Pitchfork
76
For the past five years, Canada’s Phoebé Guillemot has been unobtrusively building up a peculiar little soundworld as RAMZi, mostly on small batch cassettes (now available on her Bandcamp page). But over the past few years, Guillemot’s profile ticked upwards, with a release on the 1080p label, an eye-melting video, an art collaboration for RVNG Intl., and a full-length on Total Stasis (the label also responsible for Elysia Crampton’s The Light That You Gave Me to See You). She quickly follows all that up with a tantalizing EP for the buzzing Mood Hut imprint.

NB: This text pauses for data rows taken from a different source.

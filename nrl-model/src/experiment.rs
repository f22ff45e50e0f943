use crate::{
    error::{ModelError, ModelResult},
    network::{Frame, Losses, Network, Sequence},
    optimizer::Adam,
};
use logging_timer::time;
use serde::{Deserialize, Serialize};
use std::collections::VecDeque;

#[derive(Serialize, Deserialize, Debug, Clone, PartialEq)]
#[serde(default)]
pub struct ErrorRegressionConfig {
    /// Training sequence whose adaptive offsets seed generation burn-in.
    pub primitive: usize,
    pub window: usize,
    /// Optimisation iterations per observed frame.
    pub epochs: usize,
    /// Per-layer KL weights used inside the window.
    pub w: Vec<f32>,
    pub adam: Adam,
    /// Maximum number of states kept by the stores.
    pub num_times: usize,
    pub store_gen: bool,
    pub store_inference: bool,
}

impl Default for ErrorRegressionConfig {
    fn default() -> Self {
        Self {
            primitive: 0,
            window: 10,
            epochs: 50,
            w: Vec::new(),
            adam: Adam::new(0.1, 0.9, 0.999),
            num_times: 0,
            store_gen: false,
            store_inference: false,
        }
    }
}

#[derive(Serialize, Deserialize, Debug, Clone, PartialEq)]
pub struct PostdictionReport {
    pub best: Losses,
    /// Best loss after each iteration.
    pub trace: Vec<f32>,
    /// Adam step counter after this postdiction.
    pub step: usize,
}

/// Sliding-window postdiction over a model with experiment mode enabled.
#[derive(Debug, Clone)]
pub struct ErrorRegression {
    config: ErrorRegressionConfig,
    step: usize,
}

impl ErrorRegression {
    pub fn new(config: ErrorRegressionConfig) -> Self {
        Self { config, step: 1 }
    }

    pub fn config(&self) -> &ErrorRegressionConfig {
        &self.config
    }

    pub fn step(&self) -> usize {
        self.step
    }

    /// Enables experiment mode. On failure the network is left disabled.
    pub fn enable(&mut self, net: &mut Network) -> ModelResult<()> {
        let w = if self.config.w.is_empty() {
            net.config().w.clone()
        } else {
            self.config.w.clone()
        };
        let c = &self.config;
        if let Err(e) = net.e_enable(c.primitive, c.window, &w, c.num_times, c.store_gen, c.store_inference) {
            log::warn!("error regression not enabled: {}", e);
            return Err(e);
        }
        self.step = 1;
        log::info!(
            "error regression enabled: primitive {}, window {}, {} epochs per frame",
            c.primitive,
            c.window,
            c.epochs
        );
        Ok(())
    }

    /// Fits the window offsets to `targets`, then commits the best iteration.
    ///
    /// Returns `None` while fewer frames than the window have been generated.
    #[time]
    pub fn postdict(&mut self, net: &mut Network, targets: &Sequence) -> ModelResult<Option<PostdictionReport>> {
        if !net.e_init_forward()? {
            return Ok(None);
        }
        let window = net.e_window()?;
        if targets.len() != window {
            return Err(ModelError::DimensionMismatch {
                what: "postdiction window".to_string(),
                expected: window,
                actual: targets.len(),
            });
        }
        let mut best = Losses {
            loss: f32::INFINITY,
            ..Default::default()
        };
        let mut trace = Vec::with_capacity(self.config.epochs);
        for _ in 0..self.config.epochs {
            let x = net.e_forward()?;
            let losses = net.e_backward(&x, targets)?;
            if losses.loss < best.loss {
                best = losses;
                // copied before the update so the offsets match the states that scored `best`
                net.e_copy_param()?;
            }
            net.e_opt_adam(self.step, &self.config.adam)?;
            self.step += 1;
            trace.push(best.loss);
        }
        if trace.is_empty() {
            // no iteration ran, keep the current window as the optimum
            net.e_forward()?;
            net.e_copy_param()?;
        }
        net.e_overwrite_param()?;
        log::debug!("postdiction at step {}: loss {}", self.step, best.loss);
        Ok(Some(PostdictionReport {
            best,
            trace,
            step: self.step,
        }))
    }
}

/// Online loop: predict the next frame, observe it, and postdict over the
/// most recent `window` observations.
#[derive(Debug, Clone)]
pub struct OnlineSession {
    regression: ErrorRegression,
    observed: VecDeque<Frame>,
}

impl OnlineSession {
    pub fn start(net: &mut Network, config: ErrorRegressionConfig) -> ModelResult<Self> {
        let mut regression = ErrorRegression::new(config);
        regression.enable(net)?;
        let window = regression.config().window;
        Ok(Self {
            regression,
            observed: VecDeque::with_capacity(window),
        })
    }

    pub fn regression(&self) -> &ErrorRegression {
        &self.regression
    }

    pub fn predict(&mut self, net: &mut Network) -> ModelResult<Frame> {
        net.e_generate()
    }

    pub fn observe(&mut self, net: &mut Network, frame: Frame) -> ModelResult<Option<PostdictionReport>> {
        let window = self.regression.config().window;
        if self.observed.len() == window {
            self.observed.pop_front();
        }
        self.observed.push_back(frame);
        if self.observed.len() < window {
            return Ok(None);
        }
        let targets: Sequence = self.observed.iter().cloned().collect();
        self.regression.postdict(net, &targets)
    }
}
use crate::{
    error::{ModelError, ModelResult},
    optimizer::{Optimizable, Slot},
};
use nrl_utils::{read_rows, write_rows};
use std::{
    fs,
    path::{Path, PathBuf},
};

pub type NamedParams<'a> = Vec<(&'static str, &'a dyn Optimizable)>;
pub type NamedParamsMut<'a> = Vec<(&'static str, &'a mut dyn Optimizable)>;

/// File contents read from disk and checked against the target shapes, not yet applied.
#[derive(Debug, Clone, PartialEq)]
pub struct Staged {
    prefix: String,
    tensors: Vec<(&'static str, [Vec<f32>; 3])>,
}

pub fn tensor_path(dir: &Path, prefix: &str, name: &str, slot: Slot) -> PathBuf {
    dir.join(format!("{}_{}_{}.d", prefix, name, slot.suffix()))
}

pub fn ensure_dir(dir: &Path) -> ModelResult<()> {
    fs::create_dir_all(dir).map_err(|e| ModelError::Io {
        path: dir.to_path_buf(),
        reason: e.to_string(),
    })
}

pub fn save(dir: &Path, prefix: &str, params: &NamedParams) -> ModelResult<()> {
    ensure_dir(dir)?;
    for (name, param) in params {
        for slot in Slot::ALL {
            let path = tensor_path(dir, prefix, name, slot);
            write_rows(&path, &param.export(slot), param.row_len()).map_err(|e| {
                ModelError::Io {
                    path: path.clone(),
                    reason: e.to_string(),
                }
            })?;
        }
    }
    Ok(())
}

pub fn stage(dir: &Path, prefix: &str, params: &NamedParams) -> ModelResult<Staged> {
    let mut tensors = Vec::with_capacity(params.len());
    for (name, param) in params {
        let mut slots: [Vec<f32>; 3] = Default::default();
        for (i, slot) in Slot::ALL.into_iter().enumerate() {
            let path = tensor_path(dir, prefix, name, slot);
            slots[i] = read_tensor(&path, param.len(), param.row_len())?;
        }
        tensors.push((*name, slots));
    }
    Ok(Staged {
        prefix: prefix.to_string(),
        tensors,
    })
}

/// Applies a [`Staged`] set produced from the same parameter list.
pub fn commit(staged: Staged, params: NamedParamsMut) -> ModelResult<()> {
    if staged.tensors.len() != params.len() {
        return Err(ModelError::DimensionMismatch {
            what: format!("staged tensors for '{}'", staged.prefix),
            expected: params.len(),
            actual: staged.tensors.len(),
        });
    }
    for ((_, slots), (_, param)) in staged.tensors.iter().zip(params) {
        for (slot, data) in Slot::ALL.into_iter().zip(slots.iter()) {
            param.import(slot, data);
        }
    }
    Ok(())
}

fn read_tensor(path: &Path, len: usize, row_len: usize) -> ModelResult<Vec<f32>> {
    if !path.exists() {
        return Err(ModelError::MissingParameterFile {
            path: path.to_path_buf(),
        });
    }
    let rows = read_rows(path).map_err(|e| ModelError::InvalidParameterFile {
        path: path.to_path_buf(),
        reason: e.to_string(),
    })?;
    if let Some(row) = rows.iter().find(|row| row.len() != row_len) {
        return Err(ModelError::InvalidParameterFile {
            path: path.to_path_buf(),
            reason: format!("expected rows of {} values, found {}", row_len, row.len()),
        });
    }
    let data: Vec<f32> = rows.into_iter().flatten().collect();
    if data.len() != len {
        return Err(ModelError::InvalidParameterFile {
            path: path.to_path_buf(),
            reason: format!("expected {} values, found {}", len, data.len()),
        });
    }
    Ok(data)
}
#[cfg(test)]
mod tests {
    use super::*;
    use rand::{rngs::SmallRng, SeedableRng};

    fn layer(tau: f32, d_num_top: usize) -> Layer {
        let mut rng = SmallRng::seed_from_u64(7);
        Layer::new(
            LayerConfig {
                id: 0,
                d_num: 3,
                d_num_top,
                z_num: 2,
                z_sum: 2,
                tau,
                prim_num: 2,
                prim_len: 6,
                w: 0.01,
                w1: 0.001,
                gen_time_thres: 3,
            },
            &mut rng,
        )
        .unwrap()
    }

    #[test]
    fn test_unit_eps_has_no_memory() {
        let mut layer = layer(1.0, 0);
        let ctx = Context::new(3, 0);
        let mut noise = Noise::new(1);
        layer.init_context(0).unwrap();
        for t in 0..4 {
            layer.t_forward(t, 0, &ctx, &mut noise).unwrap();
        }
        let traj = layer.trajectory(0).unwrap();
        for k in 1..=4 {
            let drive = layer.drive(&traj.q.d[k - 1], &traj.q.z[k], None);
            assert_eq!(traj.q.h[k], drive);
            assert_eq!(traj.q.d[k], drive.mapv(f32::tanh));
        }
    }

    #[test]
    fn test_zero_eps_keeps_hidden_state() {
        let mut layer = layer(f32::INFINITY, 0);
        assert_eq!(layer.eps(), 0.0);
        let h_prev = Array1::from(vec![0.3, -0.2, 0.9]);
        let drive = Array1::from(vec![5.0, 1.0, -4.0]);
        let (h, d) = layer.integrate(&h_prev, &drive);
        assert_eq!(h, h_prev);
        assert_eq!(d, h_prev.mapv(f32::tanh));

        let ctx = Context::new(3, 0);
        let mut noise = Noise::new(2);
        layer.init_context(1).unwrap();
        for t in 0..3 {
            layer.t_forward(t, 1, &ctx, &mut noise).unwrap();
        }
        let traj = layer.trajectory(1).unwrap();
        assert!(traj.q.h.iter().all(|h| h.iter().all(|&v| v == 0.0)));
    }

    #[test]
    fn test_first_step_prior_is_standard_normal() {
        let mut layer = layer(2.0, 0);
        let ctx = Context::new(3, 0);
        let mut noise = Noise::new(3);
        layer.init_context(0).unwrap();
        layer.t_forward(0, 0, &ctx, &mut noise).unwrap();
        let traj = layer.trajectory(0).unwrap();
        assert!(traj.p.u[1].iter().all(|&u| u == 0.0));
        assert!(traj.p.s[1].iter().all(|&s| s == 1.0));
    }

    #[test]
    fn test_generation_burn_in_uses_posterior_and_offsets() {
        let mut layer = layer(2.0, 0);
        let ctx = Context::new(3, 0);
        let mut noise = Noise::new(4);
        layer.init_context(1).unwrap();
        for t in 0..5 {
            layer.t_generate(t, 1, &ctx, &mut noise).unwrap();
        }
        let traj = layer.trajectory(1).unwrap();
        for t in 0..5 {
            let d_prev = &traj.p.d[t];
            let (u_post, l_post) = layer.posterior_params(1, t, d_prev);
            let (u_prior, l_prior) = layer.params.prior(d_prev);
            let expected = if t < 3 { (u_post, l_post) } else { (u_prior, l_prior) };
            assert_eq!(traj.p.u[t + 1], expected.0);
            assert_eq!(traj.p.l[t + 1], expected.1);
        }
    }

    #[test]
    fn test_top_context_reaches_drive() {
        let mut layer = layer(2.0, 4);
        let mut ctx = Context::new(3, 4);
        ctx.dq_top = Array1::from(vec![0.5, -0.5, 0.25, 1.0]);
        let mut noise = Noise::disabled(5);
        layer.init_context(0).unwrap();
        layer.t_forward(0, 0, &ctx, &mut noise).unwrap();
        let traj = layer.trajectory(0).unwrap();
        assert_eq!(traj.dq_top[1], ctx.dq_top);
        let with_top = layer.drive(&traj.q.d[0], &traj.q.z[1], Some(&ctx.dq_top));
        let (h, _) = layer.integrate(&traj.q.h[0], &with_top);
        assert_eq!(traj.q.h[1], h);
        assert!(layer.top_feedback().is_some());
    }

    #[test]
    fn test_prior_branch_follows_its_own_recurrence() {
        let mut layer = layer(2.0, 4);
        let mut ctx = Context::new(3, 4);
        ctx.dp_top = Array1::from(vec![-0.4, 0.1, 0.8, 0.0]);
        ctx.dq_top = Array1::from(vec![0.5, -0.5, 0.25, 1.0]);
        let mut noise = Noise::disabled(6);
        layer.init_context(0).unwrap();
        for t in 0..4 {
            layer.t_forward(t, 0, &ctx, &mut noise).unwrap();
        }
        let traj = layer.trajectory(0).unwrap();
        for k in 1..=4 {
            if k > 1 {
                let (u, l) = layer.params.prior(&traj.p.d[k - 1]);
                assert_eq!(traj.p.u[k], u);
                assert_eq!(traj.p.l[k], l);
            }
            let drive = layer.drive(&traj.p.d[k - 1], &traj.p.z[k], Some(&ctx.dp_top));
            let (h, d) = layer.integrate(&traj.p.h[k - 1], &drive);
            assert_eq!(traj.p.h[k], h);
            assert_eq!(traj.p.d[k], d);
            assert_eq!(traj.dp_top[k], ctx.dp_top);
        }
        assert_ne!(traj.p.h[2], traj.q.h[2]);
    }

    #[test]
    fn test_out_of_range_steps_are_rejected() {
        let mut layer = layer(2.0, 0);
        let ctx = Context::new(3, 0);
        let mut noise = Noise::new(8);
        assert_eq!(
            layer.t_forward(0, 2, &ctx, &mut noise),
            Err(ModelError::InvalidSequence {
                index: 2,
                num_sequences: 2
            })
        );
        assert!(layer.t_generate(0, 7, &ctx, &mut noise).is_err());
        assert_eq!(
            layer.t_forward(6, 0, &ctx, &mut noise),
            Err(ModelError::InvalidTimeStep { time: 6, length: 6 })
        );
        layer.init_context(0).unwrap();
        assert_eq!(
            layer.t_backward(1, 0, &ctx),
            Err(ModelError::InvalidTimeStep { time: 0, length: 0 })
        );
        layer.t_forward(0, 0, &ctx, &mut noise).unwrap();
        assert!(layer.t_backward(0, 0, &ctx).is_err());
        assert!(layer.t_backward(1, 3, &ctx).is_err());
        assert_eq!(layer.t_backward(1, 0, &ctx), Ok(()));
    }

    #[test]
    fn test_state_dim_layout() {
        let mut layer = layer(2.0, 0);
        assert_eq!(layer.state_dim(), (2 * 3 + 5 * 2) * 2);
        layer.e_enable(0, 4, 0.01, 2, true, true).unwrap();
        let state = layer.e_state().unwrap();
        assert_eq!(state.len(), layer.state_dim());
        assert!(state.iter().all(|&v| v == 0.0));
    }

    #[test]
    fn test_experiment_requires_enable() {
        let mut layer = layer(2.0, 0);
        assert_eq!(layer.e_init_forward(), Err(ModelError::ExperimentDisabled));
        assert!(layer.e_enable(5, 4, 0.01, 1, false, false).is_err());
        assert!(!layer.e_enabled());
        assert!(layer.e_enable(0, 0, 0.01, 1, false, false).is_err());
    }
}
use ndarray::Array1;

/// Everything one branch produces in one time step.
#[derive(Debug, Clone, PartialEq)]
pub struct BranchStep {
    pub h: Array1<f32>,
    pub d: Array1<f32>,
    pub u: Array1<f32>,
    pub l: Array1<f32>,
    pub s: Array1<f32>,
    pub n: Array1<f32>,
    pub z: Array1<f32>,
}

impl BranchStep {
    pub fn zeros(d_num: usize, z_num: usize) -> Self {
        Self::initial(Array1::zeros(d_num), Array1::zeros(d_num), z_num)
    }

    pub fn initial(h: Array1<f32>, d: Array1<f32>, z_num: usize) -> Self {
        Self {
            h,
            d,
            u: Array1::zeros(z_num),
            l: Array1::zeros(z_num),
            s: Array1::zeros(z_num),
            n: Array1::zeros(z_num),
            z: Array1::zeros(z_num),
        }
    }

    /// Appends `h, d, u, l, s, n, z`.
    pub fn flatten_into(&self, out: &mut Vec<f32>) {
        for part in [&self.h, &self.d, &self.u, &self.l, &self.s, &self.n, &self.z] {
            out.extend(part.iter().copied());
        }
    }
}

/// Per-step buffers of one branch. Index 0 is the initial state, index `t+1`
/// holds step `t`.
#[derive(Debug, Clone, PartialEq)]
pub struct Branch {
    pub h: Vec<Array1<f32>>,
    pub d: Vec<Array1<f32>>,
    pub u: Vec<Array1<f32>>,
    pub l: Vec<Array1<f32>>,
    pub s: Vec<Array1<f32>>,
    pub n: Vec<Array1<f32>>,
    pub z: Vec<Array1<f32>>,
}

impl Branch {
    pub fn new(initial: BranchStep, capacity: usize) -> Self {
        let mut branch = Self {
            h: Vec::with_capacity(capacity),
            d: Vec::with_capacity(capacity),
            u: Vec::with_capacity(capacity),
            l: Vec::with_capacity(capacity),
            s: Vec::with_capacity(capacity),
            n: Vec::with_capacity(capacity),
            z: Vec::with_capacity(capacity),
        };
        branch.push(initial);
        branch
    }

    pub fn push(&mut self, step: BranchStep) {
        self.h.push(step.h);
        self.d.push(step.d);
        self.u.push(step.u);
        self.l.push(step.l);
        self.s.push(step.s);
        self.n.push(step.n);
        self.z.push(step.z);
    }

    pub fn len(&self) -> usize {
        self.h.len()
    }

    pub fn is_empty(&self) -> bool {
        self.h.is_empty()
    }

    pub fn last_h(&self) -> &Array1<f32> {
        &self.h[self.h.len() - 1]
    }

    pub fn last_d(&self) -> &Array1<f32> {
        &self.d[self.d.len() - 1]
    }

    pub fn step(&self, k: usize) -> BranchStep {
        BranchStep {
            h: self.h[k].clone(),
            d: self.d[k].clone(),
            u: self.u[k].clone(),
            l: self.l[k].clone(),
            s: self.s[k].clone(),
            n: self.n[k].clone(),
            z: self.z[k].clone(),
        }
    }
}

/// Prior and posterior trajectories of one sequence, with the top context
/// each branch saw and the KL divergence at every step.
#[derive(Debug, Clone, PartialEq)]
pub struct Trajectory {
    pub p: Branch,
    pub q: Branch,
    pub dp_top: Vec<Array1<f32>>,
    pub dq_top: Vec<Array1<f32>>,
    pub kld: Vec<f32>,
}

impl Trajectory {
    pub fn new(d_num: usize, z_num: usize, d_num_top: usize, steps: usize) -> Self {
        Self::from_state(Array1::zeros(d_num), Array1::zeros(d_num), z_num, d_num_top, steps)
    }

    /// Both branches start from the same `(h, d)`.
    pub fn from_state(
        h: Array1<f32>,
        d: Array1<f32>,
        z_num: usize,
        d_num_top: usize,
        steps: usize,
    ) -> Self {
        let capacity = steps + 1;
        let initial = BranchStep::initial(h, d, z_num);
        let mut dq_top = Vec::with_capacity(capacity);
        dq_top.push(Array1::zeros(d_num_top));
        let mut kld = Vec::with_capacity(capacity);
        kld.push(0.0);
        Self {
            p: Branch::new(initial.clone(), capacity),
            q: Branch::new(initial, capacity),
            dp_top: dq_top.clone(),
            dq_top,
            kld,
        }
    }

    /// Number of posterior steps recorded so far.
    pub fn steps(&self) -> usize {
        self.q.len() - 1
    }

    pub fn push(&mut self, p: BranchStep, q: BranchStep, tops: (Array1<f32>, Array1<f32>), kld: f32) {
        self.p.push(p);
        self.q.push(q);
        self.dp_top.push(tops.0);
        self.dq_top.push(tops.1);
        self.kld.push(kld);
    }
}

And the more of her music we become privy to, the weirder, wormier, and more immersive that little world becomes.
Guillemot’s sound echoes trumpeter/composer Jon Hassell—who, on a 1980 collaborative album with Brian Eno, called Fourth World, Vol. 1: Possible Musics, presented his notion of a “fourth world” to listeners. A mix of Western electronics and indigenous sounds, it drifted between minimalism, jazz, world music, and ambient, preferring the ether above them all. But Hassell’s sound was exotic in much the same way as the painter Henri Rousseau’s jungle canvases were; they came not from globetrotting, but from introspective imaginings of other cultures. Guillemot is not alone in her ethnographic electronics, as a new generation of producers like Don’t DJ and Andrew Pekler (as well as Oneohtrix Point Never) concoct pretend world rhythms and then twist them into curious new shapes.
RAMZi presents her tracks as travelogues and postcards from strange realms; the sleeve designs for last year’s Phobiza Dia: Vol.1 and “Noite” Vol. 2 resembled old field recordings. Inside, Guillemot takes on aspects of Ethnic Folkways Library records—foreign voices, animals sounding in the landscape, tribal drumming patterns—and spins them through her circuitry.
As the album title playfully alludes, opener “For Vanda” might be the sound of Ibiza right after sunset. Cricket sounds mingle with spring gurgles. A synth patch mimicking a bamboo flute echoes a kilometer away and a voice (maybe Guillemot’s own) gets pitched down until it rumbles like a tribal elder. A hand drum enters, as resonant as a heavy stone splashed into a pond. As it all comes together and grows denser, it approximates the environmental moments of the Orb’s Orbus Terrarum.
RAMZi’s sounds are tangible and tactile, yet each piece feels slippery as river rocks. Guillemot’s voice slides across “Fuma” like a little cloud, and soon other altered voices arise and mix with it. With a grounding tabla pattern, “Messiah” is the most DJ-friendly track on the EP, but RAMZi still makes it feel like it’s floating four inches off the ground. Her whispered exhalations get pitched up until it wavers like a broken spider web. Equally playful is when she slows down her vocals of “Male heya” until they resemble a wobbly AutoTuned hook. She then sets it against another gently dubbed out ecosystem, suggesting what Future backpacking through Hassell’s Fourth World might sound like.